Segment Start: STORED DATA
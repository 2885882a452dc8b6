use std::path::{Path, PathBuf};
use std::sync::Arc;

use thiserror::Error;

use crate::export;
use crate::pager::{Direction, DEFAULT_PAGE_SIZE};
use crate::session::SessionState;
use crate::store::{RecordStore, StoreError};

pub const LOAD_FAILED: &str = "Error loading user data. Please try again.";
pub const DELETED: &str = "User submission deleted successfully!";
pub const DELETE_FAILED: &str = "Error deleting user submission.";
pub const CLEARED: &str = "All user submissions cleared successfully!";
pub const CLEAR_FAILED: &str = "Error clearing user submissions.";
pub const EXPORTED: &str = "Data exported successfully!";
pub const NOTHING_TO_EXPORT: &str = "No data to export.";

pub const CONFIRM_DELETE: &str = "Are you sure you want to delete this user submission?";
pub const CONFIRM_CLEAR: &str =
    "Are you sure you want to delete ALL user submissions? This action cannot be undone.";

#[derive(Debug, Error)]
pub enum DashboardError {
    #[error(transparent)]
    Store(#[from] StoreError),

    #[error("no data to export")]
    EmptyExport,

    #[error("failed to write export file: {path}: {source}")]
    ExportWrite {
        path: String,
        #[source]
        source: std::io::Error,
    },
}

#[derive(Clone, Copy, Debug, PartialEq, Eq)]
pub enum NoticeKind {
    Success,
    Error,
}

/// Transient message produced by one action.
#[derive(Clone, Debug, PartialEq, Eq)]
pub struct Notice {
    pub kind: NoticeKind,
    pub text: String,
}

impl Notice {
    pub fn success(text: impl Into<String>) -> Self {
        Self {
            kind: NoticeKind::Success,
            text: text.into(),
        }
    }

    pub fn error(text: impl Into<String>) -> Self {
        Self {
            kind: NoticeKind::Error,
            text: text.into(),
        }
    }

    pub fn is_error(&self) -> bool {
        self.kind == NoticeKind::Error
    }
}

#[derive(Clone, Debug, PartialEq, Eq)]
pub enum Action {
    Load,
    Search(String),
    Step(Direction),
    GoTo(usize),
    Delete(String),
    Clear,
    /// Destination directory or file; `None` uses the configured export dir.
    Export(Option<PathBuf>),
}

#[derive(Clone, Debug)]
pub struct DashboardOptions {
    pub page_size: usize,
    pub export_dir: Option<PathBuf>,
}

impl Default for DashboardOptions {
    fn default() -> Self {
        Self {
            page_size: DEFAULT_PAGE_SIZE,
            export_dir: None,
        }
    }
}

/// Runs actions against a store, one at a time.
///
/// Every failure is caught here: `apply` always hands back a usable state,
/// the previous one when the action failed.
#[derive(Clone)]
pub struct Dashboard {
    store: Arc<dyn RecordStore>,
    options: DashboardOptions,
}

pub struct Outcome {
    pub state: SessionState,
    pub notice: Option<Notice>,
}

impl Dashboard {
    pub fn new(store: Arc<dyn RecordStore>, options: DashboardOptions) -> Self {
        Self { store, options }
    }

    pub fn initial_state(&self) -> SessionState {
        SessionState::new(self.options.page_size)
    }

    pub async fn apply(&self, state: &SessionState, action: Action) -> Outcome {
        match action {
            Action::Load => match self.load(state).await {
                Ok(next) => Outcome {
                    state: next,
                    notice: None,
                },
                Err(e) => {
                    tracing::error!(error = %e, "error loading submissions");
                    failed(state, LOAD_FAILED.to_string())
                }
            },
            Action::Search(raw) => {
                let next = state.searched(&raw);
                let notice = crate::view::search_summary(&next).map(Notice::success);
                Outcome {
                    state: next,
                    notice,
                }
            }
            Action::Step(direction) => Outcome {
                state: state.stepped(direction),
                notice: None,
            },
            Action::GoTo(page) => Outcome {
                state: state.at_page(page),
                notice: None,
            },
            Action::Delete(id) => match self.store.delete_one(&id).await {
                Ok(()) => self.reload_after(state, DELETED).await,
                Err(e) => {
                    tracing::error!(error = %e, id = %id, "error deleting submission");
                    failed(state, format!("{DELETE_FAILED} ({e})"))
                }
            },
            Action::Clear => match self.store.delete_all().await {
                Ok(()) => self.reload_after(state, CLEARED).await,
                Err(e) => {
                    tracing::error!(error = %e, "error clearing submissions");
                    failed(state, CLEAR_FAILED.to_string())
                }
            },
            Action::Export(dest) => match self.export(state, dest.as_deref()).await {
                Ok(path) => Outcome {
                    state: state.clone(),
                    notice: Some(Notice::success(format!("{EXPORTED} ({})", path.display()))),
                },
                Err(DashboardError::EmptyExport) => {
                    tracing::warn!("export requested with no visible submissions");
                    failed(state, NOTHING_TO_EXPORT.to_string())
                }
                Err(e) => {
                    tracing::error!(error = %e, "error exporting submissions");
                    failed(state, e.to_string())
                }
            },
        }
    }

    async fn load(&self, state: &SessionState) -> Result<SessionState, DashboardError> {
        let records = self.store.fetch_all().await?;
        Ok(state.loaded(records))
    }

    async fn reload_after(&self, state: &SessionState, success: &str) -> Outcome {
        match self.load(state).await {
            Ok(next) => Outcome {
                state: next,
                notice: Some(Notice::success(success)),
            },
            Err(e) => {
                tracing::error!(error = %e, "error reloading submissions");
                failed(state, LOAD_FAILED.to_string())
            }
        }
    }

    /// Writes the filtered view as CSV and returns the file written.
    pub async fn export(
        &self,
        state: &SessionState,
        dest: Option<&Path>,
    ) -> Result<PathBuf, DashboardError> {
        if state.filtered().is_empty() {
            return Err(DashboardError::EmptyExport);
        }
        let dest = dest.or(self.options.export_dir.as_deref());
        let path = export::resolve_export_path(dest, chrono::Utc::now().date_naive());
        let csv = export::encode_csv(state.filtered());
        tokio::fs::write(&path, csv.as_bytes())
            .await
            .map_err(|e| DashboardError::ExportWrite {
                path: path.display().to_string(),
                source: e,
            })?;
        tracing::info!(rows = state.filtered().len(), path = %path.display(), "exported submissions");
        Ok(path)
    }
}

fn failed(state: &SessionState, text: String) -> Outcome {
    Outcome {
        state: state.clone(),
        notice: Some(Notice::error(text)),
    }
}

#[cfg(test)]
mod tests {
    use super::*;
    use crate::record::SubmissionRecord;
    use crate::store::MemoryStore;

    fn dashboard(n: usize) -> (Dashboard, Arc<MemoryStore>) {
        let store = Arc::new(MemoryStore::with_records((1..=n).map(|i| {
            SubmissionRecord::new(
                format!("id{i:02}"),
                format!("98{i:08}"),
                "100",
                "SBI",
                "1234",
                format!("2024-01-01T00:{i:02}:00Z"),
            )
        })));
        (
            Dashboard::new(store.clone(), DashboardOptions::default()),
            store,
        )
    }

    #[tokio::test]
    async fn load_orders_newest_first() {
        let (dash, _) = dashboard(3);
        let out = dash.apply(&dash.initial_state(), Action::Load).await;
        assert!(out.notice.is_none());
        let ids: Vec<_> = out.state.all().iter().map(|r| r.id.as_str()).collect();
        assert_eq!(ids, vec!["id03", "id02", "id01"]);
    }

    #[tokio::test]
    async fn delete_unknown_keeps_state_and_reports() {
        let (dash, store) = dashboard(2);
        let loaded = dash.apply(&dash.initial_state(), Action::Load).await.state;
        let out = dash.apply(&loaded, Action::Delete("ghost".into())).await;
        assert_eq!(out.state, loaded);
        let notice = out.notice.unwrap();
        assert!(notice.is_error());
        assert!(notice.text.starts_with(DELETE_FAILED));
        assert_eq!(store.len(), 2);
    }

    #[tokio::test]
    async fn export_of_empty_view_is_refused() {
        let (dash, _) = dashboard(0);
        let dir = tempfile::tempdir().unwrap();
        let out = dash
            .apply(
                &dash.initial_state(),
                Action::Export(Some(dir.path().to_path_buf())),
            )
            .await;
        assert_eq!(out.notice, Some(Notice::error(NOTHING_TO_EXPORT)));
        assert_eq!(std::fs::read_dir(dir.path()).unwrap().count(), 0);
    }
}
Segment End: STORED DATA
» **EXERCISE**: Search the entries for the word "clearing" and copy every line that has it.

» **ANSWER BELOW**:
pub const CLEAR_FAILED: &str = "Error clearing user submissions.";
                    tracing::error!(error = %e, "error clearing submissions");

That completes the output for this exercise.